Stored data entries
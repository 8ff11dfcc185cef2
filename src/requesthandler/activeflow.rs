/********************************************************************************
 * Copyright (c) 2024 Contributors to the Eclipse Foundation
 *
 * See the NOTICE file(s) distributed with this work for additional
 * information regarding copyright ownership.
 *
 * This program and the accompanying materials are made available under the
 * terms of the Apache License Version 2.0 which is available at
 * https://www.apache.org/licenses/LICENSE-2.0
 *
 * SPDX-License-Identifier: Apache-2.0
 ********************************************************************************/

use async_trait::async_trait;
use serde::Serialize;
use uuid::Uuid;

use crate::models::{Action, Activeflow};
use crate::query::{merge_filters, page_uri, QueryFilters};
use crate::{QueueName, Request, RequestMethod, CONTENT_TYPE_JSON};

use super::{
    check_deferrable_response, check_response, parse_response, RequestError, RequestHandler,
};

const RESOURCE_ACTIVEFLOWS: &str = "flow/activeflows";

/// Operations of the flow-manager concerning running flows.
///
/// An activeflow executes the actions of a flow on behalf of a reference, e.g. a call
/// or a conversation.
#[cfg_attr(any(test, feature = "test-util"), mockall::automock)]
#[async_trait]
pub trait ActiveflowManager: Send + Sync {
    /// Starts running a flow for a reference.
    ///
    /// # Arguments
    ///
    /// * `activeflow_id` - The ID to assign to the activeflow. The nil UUID lets the
    ///   flow-manager pick one.
    async fn flow_v1_activeflow_create(
        &self,
        activeflow_id: Uuid,
        customer_id: Uuid,
        flow_id: Uuid,
        reference_type: &str,
        reference_id: Uuid,
    ) -> Result<Activeflow, RequestError>;

    /// Gets the action to execute after the given one.
    async fn flow_v1_activeflow_get_next_action(
        &self,
        activeflow_id: Uuid,
        current_action_id: Uuid,
    ) -> Result<Action, RequestError>;

    /// Makes the activeflow jump to another action.
    ///
    /// # Arguments
    ///
    /// * `forward_now` - Whether to interrupt the action currently being executed.
    async fn flow_v1_activeflow_update_forward_action_id(
        &self,
        activeflow_id: Uuid,
        forward_action_id: Uuid,
        forward_now: bool,
    ) -> Result<(), RequestError>;

    async fn flow_v1_activeflow_execute(&self, activeflow_id: Uuid) -> Result<(), RequestError>;

    async fn flow_v1_activeflow_delete(
        &self,
        activeflow_id: Uuid,
    ) -> Result<Activeflow, RequestError>;

    async fn flow_v1_activeflow_stop(&self, activeflow_id: Uuid)
        -> Result<Activeflow, RequestError>;

    async fn flow_v1_activeflow_get(&self, activeflow_id: Uuid)
        -> Result<Activeflow, RequestError>;

    async fn flow_v1_activeflow_gets(
        &self,
        page_token: &str,
        page_size: u64,
        filters: &QueryFilters,
    ) -> Result<Vec<Activeflow>, RequestError>;

    /// Appends actions right after the current action.
    async fn flow_v1_activeflow_add_actions(
        &self,
        activeflow_id: Uuid,
        actions: &[Action],
    ) -> Result<Activeflow, RequestError>;

    /// Pushes actions onto a new stack which is executed before the rest of the flow.
    async fn flow_v1_activeflow_push_actions(
        &self,
        activeflow_id: Uuid,
        actions: &[Action],
    ) -> Result<Activeflow, RequestError>;

    /// Tells the activeflow that a service it is waiting for has stopped.
    async fn flow_v1_activeflow_service_stop(
        &self,
        activeflow_id: Uuid,
        service_id: Uuid,
        delay: u64,
    ) -> Result<(), RequestError>;
}

#[derive(Serialize)]
struct CreateRequest<'a> {
    id: Uuid,
    customer_id: Uuid,
    flow_id: Uuid,
    reference_type: &'a str,
    reference_id: Uuid,
}

#[derive(Serialize)]
struct NextActionRequest {
    current_action_id: Uuid,
}

#[derive(Serialize)]
struct ForwardActionIdRequest {
    forward_action_id: Uuid,
    forward_now: bool,
}

#[derive(Serialize)]
struct ActionsRequest<'a> {
    actions: &'a [Action],
}

#[derive(Serialize)]
struct ServiceStopRequest {
    service_id: Uuid,
}

impl RequestHandler {
    async fn activeflow_entity(
        &self,
        resource: &str,
        request: Request,
    ) -> Result<Activeflow, RequestError> {
        let response = self
            .send(QueueName::FLOW_REQUEST, resource, request)
            .await?;
        parse_response(response)
    }
}

#[async_trait]
impl ActiveflowManager for RequestHandler {
    async fn flow_v1_activeflow_create(
        &self,
        activeflow_id: Uuid,
        customer_id: Uuid,
        flow_id: Uuid,
        reference_type: &str,
        reference_id: Uuid,
    ) -> Result<Activeflow, RequestError> {
        let request = self.new_json_request(
            "/v1/activeflows",
            RequestMethod::Post,
            &CreateRequest {
                id: activeflow_id,
                customer_id,
                flow_id,
                reference_type,
                reference_id,
            },
        )?;
        self.activeflow_entity(RESOURCE_ACTIVEFLOWS, request).await
    }

    async fn flow_v1_activeflow_get_next_action(
        &self,
        activeflow_id: Uuid,
        current_action_id: Uuid,
    ) -> Result<Action, RequestError> {
        let request = self.new_json_request(
            format!("/v1/activeflows/{activeflow_id}/next"),
            RequestMethod::Get,
            &NextActionRequest { current_action_id },
        )?;
        let response = self
            .send(
                QueueName::FLOW_REQUEST,
                "flow/activeflows/<activeflow-id>/next",
                request,
            )
            .await?;
        parse_response(response)
    }

    async fn flow_v1_activeflow_update_forward_action_id(
        &self,
        activeflow_id: Uuid,
        forward_action_id: Uuid,
        forward_now: bool,
    ) -> Result<(), RequestError> {
        let request = self.new_json_request(
            format!("/v1/activeflows/{activeflow_id}/forward_action_id"),
            RequestMethod::Put,
            &ForwardActionIdRequest {
                forward_action_id,
                forward_now,
            },
        )?;
        let response = self
            .send(
                QueueName::FLOW_REQUEST,
                "flow/activeflows/<activeflow-id>/forward_action_id",
                request,
            )
            .await?;
        check_response(response)
    }

    async fn flow_v1_activeflow_execute(&self, activeflow_id: Uuid) -> Result<(), RequestError> {
        let request = self
            .new_request(
                format!("/v1/activeflows/{activeflow_id}/execute"),
                RequestMethod::Post,
            )
            .with_data_type(CONTENT_TYPE_JSON);
        let response = self
            .send(
                QueueName::FLOW_REQUEST,
                "flow/activeflows/<activeflow-id>/execute",
                request,
            )
            .await?;
        check_response(response)
    }

    async fn flow_v1_activeflow_delete(
        &self,
        activeflow_id: Uuid,
    ) -> Result<Activeflow, RequestError> {
        let request = self
            .new_request(
                format!("/v1/activeflows/{activeflow_id}"),
                RequestMethod::Delete,
            )
            .with_data_type(CONTENT_TYPE_JSON);
        self.activeflow_entity(RESOURCE_ACTIVEFLOWS, request).await
    }

    async fn flow_v1_activeflow_stop(
        &self,
        activeflow_id: Uuid,
    ) -> Result<Activeflow, RequestError> {
        let request = self.new_request(
            format!("/v1/activeflows/{activeflow_id}/stop"),
            RequestMethod::Post,
        );
        self.activeflow_entity("flow/activeflows/<activeflow-id>/stop", request)
            .await
    }

    async fn flow_v1_activeflow_get(
        &self,
        activeflow_id: Uuid,
    ) -> Result<Activeflow, RequestError> {
        let request = self.new_request(
            format!("/v1/activeflows/{activeflow_id}"),
            RequestMethod::Get,
        );
        self.activeflow_entity(RESOURCE_ACTIVEFLOWS, request).await
    }

    async fn flow_v1_activeflow_gets(
        &self,
        page_token: &str,
        page_size: u64,
        filters: &QueryFilters,
    ) -> Result<Vec<Activeflow>, RequestError> {
        let uri = merge_filters(page_uri("/v1/activeflows", page_token, page_size), filters);
        let request = self.new_request(uri, RequestMethod::Get);
        let response = self
            .send(QueueName::FLOW_REQUEST, RESOURCE_ACTIVEFLOWS, request)
            .await?;
        parse_response(response)
    }

    async fn flow_v1_activeflow_add_actions(
        &self,
        activeflow_id: Uuid,
        actions: &[Action],
    ) -> Result<Activeflow, RequestError> {
        let request = self.new_json_request(
            format!("/v1/activeflows/{activeflow_id}/add_actions"),
            RequestMethod::Post,
            &ActionsRequest { actions },
        )?;
        self.activeflow_entity("flow/activeflows/<activeflow-id>/add_actions", request)
            .await
    }

    async fn flow_v1_activeflow_push_actions(
        &self,
        activeflow_id: Uuid,
        actions: &[Action],
    ) -> Result<Activeflow, RequestError> {
        let request = self.new_json_request(
            format!("/v1/activeflows/{activeflow_id}/push_actions"),
            RequestMethod::Post,
            &ActionsRequest { actions },
        )?;
        self.activeflow_entity("flow/activeflows/<activeflow-id>/push_actions", request)
            .await
    }

    async fn flow_v1_activeflow_service_stop(
        &self,
        activeflow_id: Uuid,
        service_id: Uuid,
        delay: u64,
    ) -> Result<(), RequestError> {
        let request = self.new_json_request(
            format!("/v1/activeflows/{activeflow_id}/service_stop"),
            RequestMethod::Post,
            &ServiceStopRequest { service_id },
        )?;
        let response = self
            .dispatch(
                QueueName::FLOW_REQUEST,
                "flow/activeflows/<activeflow-id>/service_stop",
                request,
                self.default_timeout(),
                delay,
            )
            .await?;
        check_deferrable_response(response, delay)
    }
}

- DIRECTIONS FOR THIS TASK: Locate the word "available" in the data above. Copy every line carrying it.

- SOLUTION FOR THIS TASK:
 * This program and the accompanying materials are made available under the
 * terms of the Apache License Version 2.0 which is available at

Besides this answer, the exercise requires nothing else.